I have reviewed the LIMMA manual (esp. sections 9.6.1 and 9.6.2), and need conceptual help in applying either this approach to my experimental design or suggestions to use an alternative approach.
My microarray RNA data is as follows: Two tissue types, five time points (0, 6, 24, 72, 168 hours), ~20 subjects, with each subject having up to 3 samples collected for each tissue at various time points (IRB restrictions). A wound is made and the time zero collection is the "baseline" expression profile for each tissue.
I wanted to ask the following questions but can not wrap my head around the best approach in terms of setting up the design matrix. Questions:
1) How do the tissues independently respond to wounding over time?
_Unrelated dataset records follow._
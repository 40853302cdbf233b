//! Task definitions for Docker workflows.
//!
//! This module defines the core pieces every task is built from:
//!
//! - `Task`: a unit of work scheduled by the task graph
//! - `RunContext`: shared state tasks read inputs from and record outputs to
//! - `ValueRef`: a task input that is literal or produced by an earlier task
//! - `ErrorPolicy`: opt-in suppression of expected daemon errors

pub mod container;
pub mod dockerfile;
pub mod image;

use std::collections::HashMap;
use std::sync::{Mutex, MutexGuard};

use async_trait::async_trait;

use crate::client::DockerClient;
use crate::error::TaskError;

pub use self::container::{
    CreateContainer, LogsContainer, RemoveContainer, StartContainer, StopContainer, WaitContainer,
};
pub use self::dockerfile::WriteDockerfile;
pub use self::image::{BuildImage, ListImages, PullImage, PushImage, RemoveImage};

/// A unit of work scheduled by the task graph.
///
/// Tasks are wired together by ID; outputs flow between them through the
/// shared `RunContext` rather than through return values.
#[async_trait]
pub trait Task: Send + Sync {
    /// Stable identifier used for wiring and output lookups.
    fn id(&self) -> &str;

    /// Human-readable description logged when the task starts.
    fn description(&self) -> String {
        self.id().to_string()
    }

    /// Error policy consulted by the runner when `execute` fails.
    fn error_policy(&self) -> ErrorPolicy {
        ErrorPolicy::Propagate
    }

    /// Runs the task against the shared context.
    async fn execute(&self, context: &RunContext) -> Result<(), TaskError>;
}

/// A task input that is either a literal value or the recorded output of
/// an earlier task.
#[derive(Debug, Clone, PartialEq, Eq)]
pub enum ValueRef {
    /// A fixed value supplied at wiring time.
    Literal(String),
    /// The output recorded by the named task, looked up at execution time.
    FromTask(String),
}

impl ValueRef {
    /// Creates a literal value.
    pub fn literal(value: impl Into<String>) -> Self {
        ValueRef::Literal(value.into())
    }

    /// Creates a reference to another task's recorded output.
    pub fn from_task(task: impl Into<String>) -> Self {
        ValueRef::FromTask(task.into())
    }
}

impl std::fmt::Display for ValueRef {
    fn fmt(&self, f: &mut std::fmt::Formatter<'_>) -> std::fmt::Result {
        match self {
            ValueRef::Literal(value) => write!(f, "{value}"),
            ValueRef::FromTask(task) => write!(f, "output of '{task}'"),
        }
    }
}

/// Output recorded by a task for downstream consumers.
#[derive(Debug, Clone, PartialEq, Eq)]
pub enum TaskOutput {
    /// Image ID reported by a build.
    ImageId(String),
    /// Container ID reported by a create call.
    ContainerId(String),
    /// Exit code reported by a wait call.
    ExitCode(i64),
}

/// Shared state for one run of a task graph.
///
/// Holds the daemon client and the outputs recorded so far, keyed by task
/// ID. Offline runs (Dockerfile generation only) carry no client.
pub struct RunContext {
    client: Option<DockerClient>,
    outputs: Mutex<HashMap<String, TaskOutput>>,
}

impl RunContext {
    /// Creates a context backed by a daemon connection.
    pub fn new(client: DockerClient) -> Self {
        Self {
            client: Some(client),
            outputs: Mutex::new(HashMap::new()),
        }
    }

    /// Creates a context without a daemon connection.
    pub fn offline() -> Self {
        Self {
            client: None,
            outputs: Mutex::new(HashMap::new()),
        }
    }

    /// Client handle for daemon-backed tasks.
    ///
    /// # Errors
    ///
    /// Returns `TaskError::InvalidInput` when the run has no daemon
    /// connection.
    pub fn client(&self) -> Result<&DockerClient, TaskError> {
        self.client.as_ref().ok_or_else(|| {
            TaskError::InvalidInput("this run has no daemon connection".to_string())
        })
    }

    /// Records the image ID produced by a task.
    pub fn record_image_id(&self, task: &str, id: impl Into<String>) {
        self.outputs()
            .insert(task.to_string(), TaskOutput::ImageId(id.into()));
    }

    /// Records the container ID produced by a task.
    pub fn record_container_id(&self, task: &str, id: impl Into<String>) {
        self.outputs()
            .insert(task.to_string(), TaskOutput::ContainerId(id.into()));
    }

    /// Records the exit code observed by a task.
    pub fn record_exit_code(&self, task: &str, code: i64) {
        self.outputs()
            .insert(task.to_string(), TaskOutput::ExitCode(code));
    }

    /// Image ID recorded by the named task.
    pub fn image_id(&self, task: &str) -> Result<String, TaskError> {
        match self.outputs().get(task) {
            Some(TaskOutput::ImageId(id)) => Ok(id.clone()),
            _ => Err(missing_output(task, "image ID")),
        }
    }

    /// Container ID recorded by the named task.
    pub fn container_id(&self, task: &str) -> Result<String, TaskError> {
        match self.outputs().get(task) {
            Some(TaskOutput::ContainerId(id)) => Ok(id.clone()),
            _ => Err(missing_output(task, "container ID")),
        }
    }

    /// Exit code recorded by the named task.
    pub fn exit_code(&self, task: &str) -> Result<i64, TaskError> {
        match self.outputs().get(task) {
            Some(TaskOutput::ExitCode(code)) => Ok(*code),
            _ => Err(missing_output(task, "exit code")),
        }
    }

    /// Resolves a value that names an image: literal or a build task's
    /// recorded image ID.
    pub fn resolve_image(&self, value: &ValueRef) -> Result<String, TaskError> {
        match value {
            ValueRef::Literal(image) => Ok(image.clone()),
            ValueRef::FromTask(task) => self.image_id(task),
        }
    }

    /// Resolves a value that names a container: literal or a create task's
    /// recorded container ID.
    pub fn resolve_container(&self, value: &ValueRef) -> Result<String, TaskError> {
        match value {
            ValueRef::Literal(container) => Ok(container.clone()),
            ValueRef::FromTask(task) => self.container_id(task),
        }
    }

    fn outputs(&self) -> MutexGuard<'_, HashMap<String, TaskOutput>> {
        self.outputs
            .lock()
            .unwrap_or_else(|poisoned| poisoned.into_inner())
    }
}

fn missing_output(task: &str, kind: &str) -> TaskError {
    TaskError::MissingOutput {
        task: task.to_string(),
        kind: kind.to_string(),
    }
}

/// Writes a daemon-assigned ID to a file, creating parent directories.
pub(crate) fn write_id_file(path: &std::path::Path, id: &str) -> Result<(), TaskError> {
    if let Some(parent) = path.parent() {
        if !parent.as_os_str().is_empty() {
            std::fs::create_dir_all(parent)?;
        }
    }
    std::fs::write(path, format!("{id}\n"))?;
    Ok(())
}

/// Per-task error handling, opt-in at wiring time.
///
/// Suppression exists for tasks whose failure is an acceptable state, such
/// as removing a container that is already gone.
#[derive(Debug, Clone, Default, PartialEq, Eq)]
pub enum ErrorPolicy {
    /// Fail the run when the task errors.
    #[default]
    Propagate,
    /// Treat the task as completed when the rendered error contains the
    /// given fragment; other errors still fail the run.
    SuppressMatching(String),
}

impl ErrorPolicy {
    /// Creates a policy suppressing errors whose message contains
    /// `fragment`.
    pub fn suppress_matching(fragment: impl Into<String>) -> Self {
        ErrorPolicy::SuppressMatching(fragment.into())
    }

    /// True when this policy suppresses the given error.
    pub fn suppresses(&self, error: &TaskError) -> bool {
        match self {
            ErrorPolicy::Propagate => false,
            ErrorPolicy::SuppressMatching(fragment) => error.to_string().contains(fragment),
        }
    }
}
I could compare each tissue after wounding to it's baseline time 0hr doing various contrasts (M6-M0, M24-M0, M72-M0, etc), but the issue I find here is that the two tissues are completely different at time 0hr. This means my "control" or "baseline" that I'm comparing subsequent time points to is different between the two tissues and that I cannot really compare the results (like an intersect or overlap) between the two tissues. Would it make sense to group M0 and C0 as a control group?
Another approach is to compare changes over time using these contrasts (M6-M0, M24-M6, M72-M24, etc.) for each tissue. This leads to four comparisons for each tissue (8 total).
2) How do the two tissues differ in their response to wounding over time?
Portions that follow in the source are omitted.